Full Report
Apache Batik is a library used for parsing Scalable Vector Graphics (SVG) and transforming them into other formats. Even crazier, the documentation mentioned executing JavaScript, loading and executing Java classes and many other things. This felt like a SSRF goldmine to the attacker, with several previous vulnerabilities indicating this. A common use case is taking in an image or URL to an image to transform it using Apache Batik. The tool has many built in protections in place for scripting and other things. For ScriptSecurity, there are several different settings from no scripts to allowing scripts from loading remotely. In the security controls, there is the concept of origin within a URI. In particular, local SVG files can load scripts but not remote scripts. If we can bypass this control, we can do some horrible things! The parsing to ensure this works properly had a bug in it though. First, the script URL and the document URL get the host removed from it. Next, there is a check to see if the two hosts are the same. The getHost uses the standard Java function, which is known to behave strangely with non-HTTP protocols. The host for a local file (file:///some_file.txt) will always return NULL. Things like an external file and HTTP will properly return the host, making the check succeed. However, jar or Java Archives will also return NULL! Since the domains are now the same, the security protections no longer work as intended. The obvious attack vector is SSRF, but we can do more. Apache Batik supports remote class loading for with Java bindings. By including a remote class in our SVG to execute a JAR file, we can execute some Java code. Using this, it is pretty trivial to execute arbitrary code on the system. An additional way, if remote JAR loading is not allowed but scripts are, is abusing the ECMAScript engine. In particular, accessing the Java runtime from ECMAScript gets trivial code execution, by design. The official security guide for the ECMAScript standard is securing the application with a Java Security manager which is probably never used. Overall, parsing differentials are absolutely fascinating! It's super interesting seeing how this default and unexpected mechanism in Java caused such a big problem. However, the capabilities of these Apache products are just too powerful.
Analysis Summary
# Vulnerability: Apache Batik Security Control Bypass Leading to SSRF and RCE
## CVE Details
- CVE ID: ZDI-22-1328 (SSRF related) and ZDI-22-1327 (Script Security related)

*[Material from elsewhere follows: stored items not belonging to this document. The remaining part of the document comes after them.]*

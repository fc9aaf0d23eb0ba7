use crate::grid::{uid, Grid, NUM_FIELDS};
use crate::star::Star;
use crate::units::Constants;

/**
 * The fluid state: a grid of cells holding primitive variables Q,
 * conservative variables U, a start-of-step snapshot W, and the source-term
 * accumulator UDOT, together with the whole-grid conversions between them.
 * Integrators never own the fluid; it is passed to them per call.
 */
pub struct Fluid {
    pub grid: Grid,
    pub star: Star,
    pub consts: Constants,
    pub heat_capacity_ratio: f64,
    pub mass_fraction_h: f64,
}




// ============================================================================
impl Fluid {

    pub fn new(
        grid: Grid,
        star: Star,
        consts: Constants,
        heat_capacity_ratio: f64,
        mass_fraction_h: f64,
    ) -> Self {
        Self {
            grid,
            star,
            consts,
            heat_capacity_ratio,
            mass_fraction_h,
        }
    }

    /// Conservative from primitive for one cell.
    pub fn u_from_q(q: &[f64; NUM_FIELDS], gamma: f64) -> [f64; NUM_FIELDS] {
        let den = q[uid::DEN];
        let ke = 0.5
            * den
            * (q[uid::VEL0] * q[uid::VEL0]
                + q[uid::VEL1] * q[uid::VEL1]
                + q[uid::VEL2] * q[uid::VEL2]);
        let mut u = [0.0; NUM_FIELDS];
        u[uid::DEN] = den;
        u[uid::VEL0] = den * q[uid::VEL0];
        u[uid::VEL1] = den * q[uid::VEL1];
        u[uid::VEL2] = den * q[uid::VEL2];
        u[uid::PRE] = q[uid::PRE] / (gamma - 1.0) + ke;
        u[uid::HII] = q[uid::HII] * den;
        u[uid::ADV] = q[uid::ADV] * den;
        u
    }

    /// Primitive from conservative for one cell.
    pub fn q_from_u(u: &[f64; NUM_FIELDS], gamma: f64) -> [f64; NUM_FIELDS] {
        let den = u[uid::DEN];
        let ke = 0.5
            * (u[uid::VEL0] * u[uid::VEL0]
                + u[uid::VEL1] * u[uid::VEL1]
                + u[uid::VEL2] * u[uid::VEL2])
            / den;
        let mut q = [0.0; NUM_FIELDS];
        q[uid::DEN] = den;
        q[uid::VEL0] = u[uid::VEL0] / den;
        q[uid::VEL1] = u[uid::VEL1] / den;
        q[uid::VEL2] = u[uid::VEL2] / den;
        q[uid::PRE] = (u[uid::PRE] - ke) * (gamma - 1.0);
        q[uid::HII] = u[uid::HII] / den;
        q[uid::ADV] = u[uid::ADV] / den;
        q
    }

    pub fn global_q_from_u(&mut self) {
        self.grid
            .for_each_live_mut(|cell| cell.q = Self::q_from_u(&cell.u, cell.heat_capacity_ratio));
    }

    pub fn global_u_from_q(&mut self) {
        self.grid
            .for_each_live_mut(|cell| cell.u = Self::u_from_q(&cell.q, cell.heat_capacity_ratio));
    }

    pub fn global_w_from_u(&mut self) {
        self.grid.for_each_live_mut(|cell| cell.w = cell.u);
    }

    pub fn global_u_from_w(&mut self) {
        self.grid.for_each_live_mut(|cell| cell.u = cell.w);
    }

    /// Clamp one primitive vector to the configured floors. Density and
    /// pressure are floored, the ion fraction and the advected tracer are
    /// clamped to [0, 1], and a non-finite velocity component is zeroed.
    fn fix_q(
        q: &mut [f64; NUM_FIELDS],
        dfloor: f64,
        pfloor: f64,
        tfloor: f64,
        gas_constant: f64,
        mass_fraction_h: f64,
    ) {
        if q[uid::DEN] < dfloor || !q[uid::DEN].is_finite() {
            q[uid::DEN] = dfloor;
        }
        if q[uid::PRE] < pfloor || !q[uid::PRE].is_finite() {
            q[uid::PRE] = pfloor;
        }
        for a in 0..3 {
            if !q[uid::VEL0 + a].is_finite() {
                q[uid::VEL0 + a] = 0.0;
            }
        }
        q[uid::HII] = q[uid::HII].clamp(0.0, 1.0);
        q[uid::ADV] = q[uid::ADV].clamp(0.0, 1.0);

        if tfloor > 0.0 && q[uid::DEN] > 0.0 {
            let mu_inv = mass_fraction_h * (q[uid::HII] + 1.0) + (1.0 - mass_fraction_h) * 0.25;
            let p_floor = tfloor * mu_inv * gas_constant * q[uid::DEN];
            if q[uid::PRE] < p_floor {
                q[uid::PRE] = p_floor;
            }
        }
    }

    /// Floor the primitive variables in place, leaving U untouched.
    pub fn fix_primitives(&mut self) {
        let (dfloor, pfloor, tfloor) = (self.consts.dfloor, self.consts.pfloor, self.consts.tfloor);
        let (gas_constant, xh) = (self.consts.specific_gas_constant, self.mass_fraction_h);
        self.grid.for_each_live_mut(|cell| {
            Self::fix_q(&mut cell.q, dfloor, pfloor, tfloor, gas_constant, xh);
        });
    }

    /// Recover primitives from U, floor them, and write the floored state
    /// back to both Q and U.
    pub fn fix_solution(&mut self) {
        let (dfloor, pfloor, tfloor) = (self.consts.dfloor, self.consts.pfloor, self.consts.tfloor);
        let (gas_constant, xh) = (self.consts.specific_gas_constant, self.mass_fraction_h);
        self.grid.for_each_live_mut(|cell| {
            let gamma = cell.heat_capacity_ratio;
            let mut q = Self::q_from_u(&cell.u, gamma);
            Self::fix_q(&mut q, dfloor, pfloor, tfloor, gas_constant, xh);
            cell.q = q;
            cell.u = Self::u_from_q(&q, gamma);
        });
    }

    /// Apply the accumulated source terms: U += dt * UDOT, then clear UDOT.
    pub fn adv_solution(&mut self, dt: f64) {
        self.grid.for_each_live_mut(|cell| {
            for i in 0..NUM_FIELDS {
                cell.u[i] += dt * cell.udot[i];
                cell.udot[i] = 0.0;
            }
        });
    }

    /// Gas temperature from the ideal-gas law with the mean molecular weight
    /// of partially ionised hydrogen plus helium.
    pub fn calc_temperature(&self, hii: f64, pre: f64, den: f64) -> f64 {
        let mu_inv = self.mass_fraction_h * (hii + 1.0) + (1.0 - self.mass_fraction_h) * 0.25;
        pre / (mu_inv * self.consts.specific_gas_constant * den)
    }

    pub fn sound_speed(&self, gamma: f64, pre: f64, den: f64) -> f64 {
        (gamma * pre / den).sqrt()
    }
}




// ============================================================================
#[cfg(test)]
mod test {
    use super::Fluid;
    use crate::grid::{uid, BoundaryCondition, Grid, NUM_FIELDS};
    use crate::message::channel::NullCommunicator;
    use crate::partition::PartitionExchange;
    use crate::star::Star;
    use crate::units::Constants;

    fn fluid_1d(n: usize) -> Fluid {
        let grid = Grid::new(
            1,
            [n, 1, 1],
            1.0,
            2,
            BoundaryCondition::Free,
            BoundaryCondition::Free,
            PartitionExchange::new(Box::new(NullCommunicator)),
        );
        let mut consts = Constants::new(1.0, 1.0, 1.0);
        consts.nd = 1;
        Fluid::new(grid, Star::default(), consts, 5.0 / 3.0, 1.0)
    }

    #[test]
    fn conversions_round_trip() {
        let gamma = 5.0 / 3.0;
        let mut q = [0.0; NUM_FIELDS];
        q[uid::DEN] = 1.4;
        q[uid::PRE] = 2.3;
        q[uid::VEL0] = -0.7;
        q[uid::VEL1] = 0.1;
        q[uid::HII] = 0.25;
        q[uid::ADV] = 1.0;

        let u = Fluid::u_from_q(&q, gamma);
        let back = Fluid::q_from_u(&u, gamma);
        for i in 0..NUM_FIELDS {
            assert!((back[i] - q[i]).abs() < 1e-14);
        }
    }

    #[test]
    fn floors_are_enforced() {
        let mut fluid = fluid_1d(4);
        fluid.consts.dfloor = 1e-4;
        fluid.consts.pfloor = 1e-6;

        let id = fluid.grid.ordered("GridCells")[0];
        let cell = fluid.grid.cell_mut(id);
        cell.q[uid::DEN] = -1.0;
        cell.q[uid::PRE] = 0.0;
        cell.q[uid::VEL0] = f64::NAN;
        cell.q[uid::HII] = 1.7;
        fluid.fix_primitives();

        let cell = fluid.grid.cell(id);
        assert_eq!(cell.q[uid::DEN], 1e-4);
        assert!(cell.q[uid::PRE] >= 1e-6);
        assert_eq!(cell.q[uid::VEL0], 0.0);
        assert_eq!(cell.q[uid::HII], 1.0);
    }

    #[test]
    fn adv_solution_applies_and_clears_udot() {
        let mut fluid = fluid_1d(4);
        let id = fluid.grid.ordered("GridCells")[1];
        {
            let cell = fluid.grid.cell_mut(id);
            cell.u[uid::DEN] = 1.0;
            cell.udot[uid::DEN] = 2.0;
        }
        fluid.adv_solution(0.5);

        let cell = fluid.grid.cell(id);
        assert_eq!(cell.u[uid::DEN], 2.0);
        assert_eq!(cell.udot[uid::DEN], 0.0);
    }
}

- CVSS Score: Not explicitly provided for the summary, but the impact suggests **High** severity.
- CWE: CWE-400 (Uncontrolled Resource Consumption) or related to SSRF/RCE flaws.
## Affected Systems
- Products: Apache Batik
- Versions: Prior to version 1.15
- Configurations: Applicable when using default security modes like `DefaultScriptSecurity` or `DefaultExternalResourceSecurity`. RCE via remote JAR loading required non-default configurations.
## Vulnerability Description
The vulnerability stems from a parsing differential when comparing the hostnames of the document URI (`docURL`) and the requested resource/script URI (`scriptURL`) within Apache Batik's default security controls (`DefaultScriptSecurity` and `DefaultExternalResourceSecurity`).
The security check incorrectly compares hosts after removing the host component from both URIs using standard Java `getHost()`. This method returns `NULL` for certain protocols, notably `file://` URIs (local files) and `jar://` URIs (Java Archives).
If an attacker can craft an SVG that references a local resource (e.g., `file:///local_file.svg`) while attempting to load a remote resource using a protocol like `jar://` (for remote class loading) or another protocol whose host resolves to `NULL` when processed by `getHost()`, the comparison logic incorrectly deems the hosts as identical ("the same origin"). This successfully bypasses the security protections intended to block remote resource loading when the initial SVG is loaded locally (e.g., via `InputStream` or `file://`).
This bypass facilitates:
1. **SSRF:** Performing arbitrary GET requests or triggering NTLM challenges via protocols like `jar://` or UNC paths.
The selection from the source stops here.